# [Exercise data]
-------
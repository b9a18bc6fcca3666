//! TOML-based configuration persistence for the controller.
//!
//! Reads and writes [`AppConfig`] to the platform-appropriate config file:
//! - Windows:  `%APPDATA%\hdmi-matrix-ctrl\config.toml`
//! - Linux:    `~/.config/hdmi-matrix-ctrl/config.toml`
//! - macOS:    `~/Library/Application Support/hdmi-matrix-ctrl/config.toml`
//!
//! Fields annotated with `#[serde(default = ...)]` fall back to their
//! defaults when absent, so the app works on first run and when upgrading
//! from an older config file. A missing file yields `AppConfig::default()`;
//! a malformed file is a parse error, never a panic.

use std::collections::BTreeMap;
use std::path::{Path, PathBuf};

use matrix_core::{Endpoint, RoutingState, DEFAULT_HOST, DEFAULT_PORT};
use serde::{Deserialize, Serialize};
use thiserror::Error;
use tracing::warn;

/// Error type for configuration file operations.
#[derive(Debug, Error)]
pub enum ConfigError {
    /// The platform config directory could not be determined.
    #[error("could not determine platform config directory")]
    NoPlatformConfigDir,

    /// A file system I/O error occurred.
    #[error("I/O error accessing config at {path}: {source}")]
    Io {
        path: PathBuf,
        #[source]
        source: std::io::Error,
    },

    /// The TOML content could not be parsed.
    #[error("failed to parse config TOML: {0}")]
    Parse(#[from] toml::de::Error),

    /// The config could not be serialized to TOML.
    #[error("failed to serialize config: {0}")]
    Serialize(#[from] toml::ser::Error),
}

// ── Config schema types ───────────────────────────────────────────────────────

/// Top-level application configuration stored on disk.
#[derive(Debug, Clone, Serialize, Deserialize, PartialEq, Eq)]
pub struct AppConfig {
    pub device: DeviceConfig,
    #[serde(default)]
    pub ui: UiConfig,
    /// Last known routing, keyed by output number as a string.
    ///
    /// Kept raw here; [`AppConfig::initial_routes`] sanitizes on the way in.
    #[serde(default)]
    pub output_mappings: BTreeMap<String, u8>,
}

/// Address of the matrix device.
#[derive(Debug, Clone, Serialize, Deserialize, PartialEq, Eq)]
pub struct DeviceConfig {
    #[serde(default = "default_ip")]
    pub ip: String,
    #[serde(default = "default_port")]
    pub port: u16,
}

/// Presentation settings the GUI shell persists.
#[derive(Debug, Clone, Serialize, Deserialize, PartialEq, Eq, Default)]
pub struct UiConfig {
    #[serde(default)]
    pub theme: Theme,
    /// Ask before overwriting an existing route.
    #[serde(default)]
    pub confirm_before_switch: bool,
}

/// Colour theme for the GUI shell.
#[derive(Debug, Clone, Copy, Serialize, Deserialize, PartialEq, Eq, Default)]
#[serde(rename_all = "lowercase")]
pub enum Theme {
    #[default]
    Dark,
    Light,
}

// ── Default helpers ───────────────────────────────────────────────────────────

fn default_ip() -> String {
    DEFAULT_HOST.to_string()
}
fn default_port() -> u16 {
    DEFAULT_PORT
}

impl Default for DeviceConfig {
    fn default() -> Self {
        Self {
            ip: default_ip(),
            port: default_port(),
        }
    }
}

impl Default for AppConfig {
    fn default() -> Self {
        Self {
            device: DeviceConfig::default(),
            ui: UiConfig::default(),
            output_mappings: BTreeMap::new(),
        }
    }
}

impl AppConfig {
    /// The device endpoint described by this configuration.
    ///
    /// Falls back to the factory address if the persisted value is unusable.
    pub fn endpoint(&self) -> Endpoint {
        Endpoint::new(self.device.ip.clone(), self.device.port).unwrap_or_default()
    }

    /// Rebuilds the routing map from the persisted mappings.
    ///
    /// Non-numeric keys and out-of-range ports are dropped, never
    /// propagated.
    pub fn initial_routes(&self) -> RoutingState {
        RoutingState::from_raw_entries(self.output_mappings.iter().filter_map(|(key, &input)| {
            match key.parse::<u8>() {
                Ok(output) => Some((output, input)),
                Err(_) => {
                    warn!(key = %key, "dropping persisted route with non-numeric output key");
                    None
                }
            }
        }))
    }

    /// Replaces the persisted mappings with the live routing map.
    pub fn store_routes(&mut self, routes: &RoutingState) {
        self.output_mappings = routes
            .raw_entries()
            .into_iter()
            .map(|(output, input)| (output.to_string(), input))
            .collect();
    }
}

// ── Config repository ─────────────────────────────────────────────────────────

/// Determines the platform-appropriate directory for the config files.
///
/// # Errors
///
/// Returns [`ConfigError::NoPlatformConfigDir`] when the platform config
/// base directory cannot be determined from the environment.
pub fn config_dir() -> Result<PathBuf, ConfigError> {
    platform_config_dir().ok_or(ConfigError::NoPlatformConfigDir)
}

/// Resolves the full path to the config file.
///
/// # Errors
///
/// Returns [`ConfigError::NoPlatformConfigDir`] if the base directory cannot
/// be determined.
pub fn config_file_path() -> Result<PathBuf, ConfigError> {
    Ok(config_dir()?.join("config.toml"))
}

/// Loads [`AppConfig`] from the default location, returning
/// `AppConfig::default()` if the file does not yet exist.
///
/// # Errors
///
/// Returns [`ConfigError::Io`] for file-system errors other than "not
/// found", and [`ConfigError::Parse`] if the TOML is malformed.
pub fn load_config() -> Result<AppConfig, ConfigError> {
    load_config_from(&config_file_path()?)
}

/// Loads [`AppConfig`] from `path`; missing file yields the defaults.
pub fn load_config_from(path: &Path) -> Result<AppConfig, ConfigError> {
    match std::fs::read_to_string(path) {
        Ok(content) => {
            let cfg: AppConfig = toml::from_str(&content)?;
            Ok(cfg)
        }
        Err(e) if e.kind() == std::io::ErrorKind::NotFound => Ok(AppConfig::default()),
        Err(source) => Err(ConfigError::Io {
            path: path.to_path_buf(),
            source,
        }),
    }
}

/// Persists `config` to the default location, creating the config directory
/// if needed.
///
/// # Errors
///
/// Returns [`ConfigError::Io`] for file-system failures or
/// [`ConfigError::Serialize`] if serialization fails.
pub fn save_config(config: &AppConfig) -> Result<(), ConfigError> {
    save_config_to(&config_file_path()?, config)
}

/// Persists `config` to `path`, creating parent directories if needed.
pub fn save_config_to(path: &Path, config: &AppConfig) -> Result<(), ConfigError> {
    if let Some(dir) = path.parent() {
        std::fs::create_dir_all(dir).map_err(|source| ConfigError::Io {
            path: dir.to_path_buf(),
            source,
        })?;
    }

    let content = toml::to_string_pretty(config)?;
    std::fs::write(path, content).map_err(|source| ConfigError::Io {
        path: path.to_path_buf(),
        source,
    })
}

/// Resolves the platform config base directory including the app folder.
fn platform_config_dir() -> Option<PathBuf> {
    const APP_DIR: &str = "hdmi-matrix-ctrl";

    #[cfg(target_os = "windows")]
    {
        // %APPDATA% e.g. C:\Users\<user>\AppData\Roaming
        std::env::var_os("APPDATA").map(|p| PathBuf::from(p).join(APP_DIR))
    }

    #[cfg(target_os = "macos")]
    {
        std::env::var_os("HOME").map(|h| {
            PathBuf::from(h)
                .join("Library")
                .join("Application Support")
                .join(APP_DIR)
        })
    }

    #[cfg(not(any(target_os = "windows", target_os = "macos")))]
    {
        // XDG_CONFIG_HOME or ~/.config on Linux and other UNIX-likes.
        let base = std::env::var_os("XDG_CONFIG_HOME")
            .map(PathBuf::from)
            .or_else(|| std::env::var_os("HOME").map(|h| PathBuf::from(h).join(".config")))?;
        Some(base.join(APP_DIR))
    }
}

// ── Tests ─────────────────────────────────────────────────────────────────────
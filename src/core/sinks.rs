//! Terminal operations. Each one drives the chain to exhaustion (or to the
//! first failure the error handler does not absorb) and consumes it.

use crate::core::chain::Chain;
use crate::utils::error::{BoxError, ChainError, Result};

impl<'a, S: 'a, T: 'a> Chain<'a, S, T> {
    /// Folds the elements pairwise, seeding with the first one.
    ///
    /// An empty chain fails with [`ChainError::EmptySequence`].
    pub fn reduce<F>(self, mut f: F) -> Result<T>
    where
        F: FnMut(T, T) -> T,
    {
        let mut iter = self.into_iter();
        let first = match iter.next() {
            Some(item) => item?,
            None => return Err(ChainError::EmptySequence),
        };
        iter.try_fold(first, |acc, item| Ok(f(acc, item?)))
    }

    /// Folds the elements into `first`; an empty chain yields `first` unchanged.
    pub fn fold<A, F>(self, first: A, mut f: F) -> Result<A>
    where
        F: FnMut(A, T) -> A,
    {
        self.into_iter().try_fold(first, |acc, item| Ok(f(acc, item?)))
    }

    pub fn for_each<F>(self, mut f: F) -> Result<()>
    where
        F: FnMut(T),
    {
        for item in self {
            f(item?);
        }
        Ok(())
    }

    /// Like [`Chain::for_each`], but `f` may fail. Its failures go through the
    /// error handler like any other upstream failure.
    pub fn try_for_each<E, F>(self, mut f: F) -> Result<()>
    where
        E: Into<BoxError>,
        F: FnMut(T) -> std::result::Result<(), E> + 'a,
    {
        self.try_map(move |value| f(value)).sink()
    }

    /// Number of elements that made it through.
    pub fn count(self) -> Result<usize> {
        let mut count = 0;
        for item in self {
            item?;
            count += 1;
        }
        tracing::debug!(count, "chain drained");
        Ok(count)
    }

    /// Runs the chain for its side effects, discarding the output.
    pub fn sink(self) -> Result<()> {
        for item in self {
            item?;
        }
        Ok(())
    }

    pub fn to_vec(self) -> Result<Vec<T>> {
        self.into_iter().collect()
    }
}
-------
# [Problem statement]
Each line that includes the string "Folds" should be copied from the data.

# [Finished task]
    /// Folds the elements pairwise, seeding with the first one.
    /// Folds the elements into `first`; an empty chain yields `first` unchanged.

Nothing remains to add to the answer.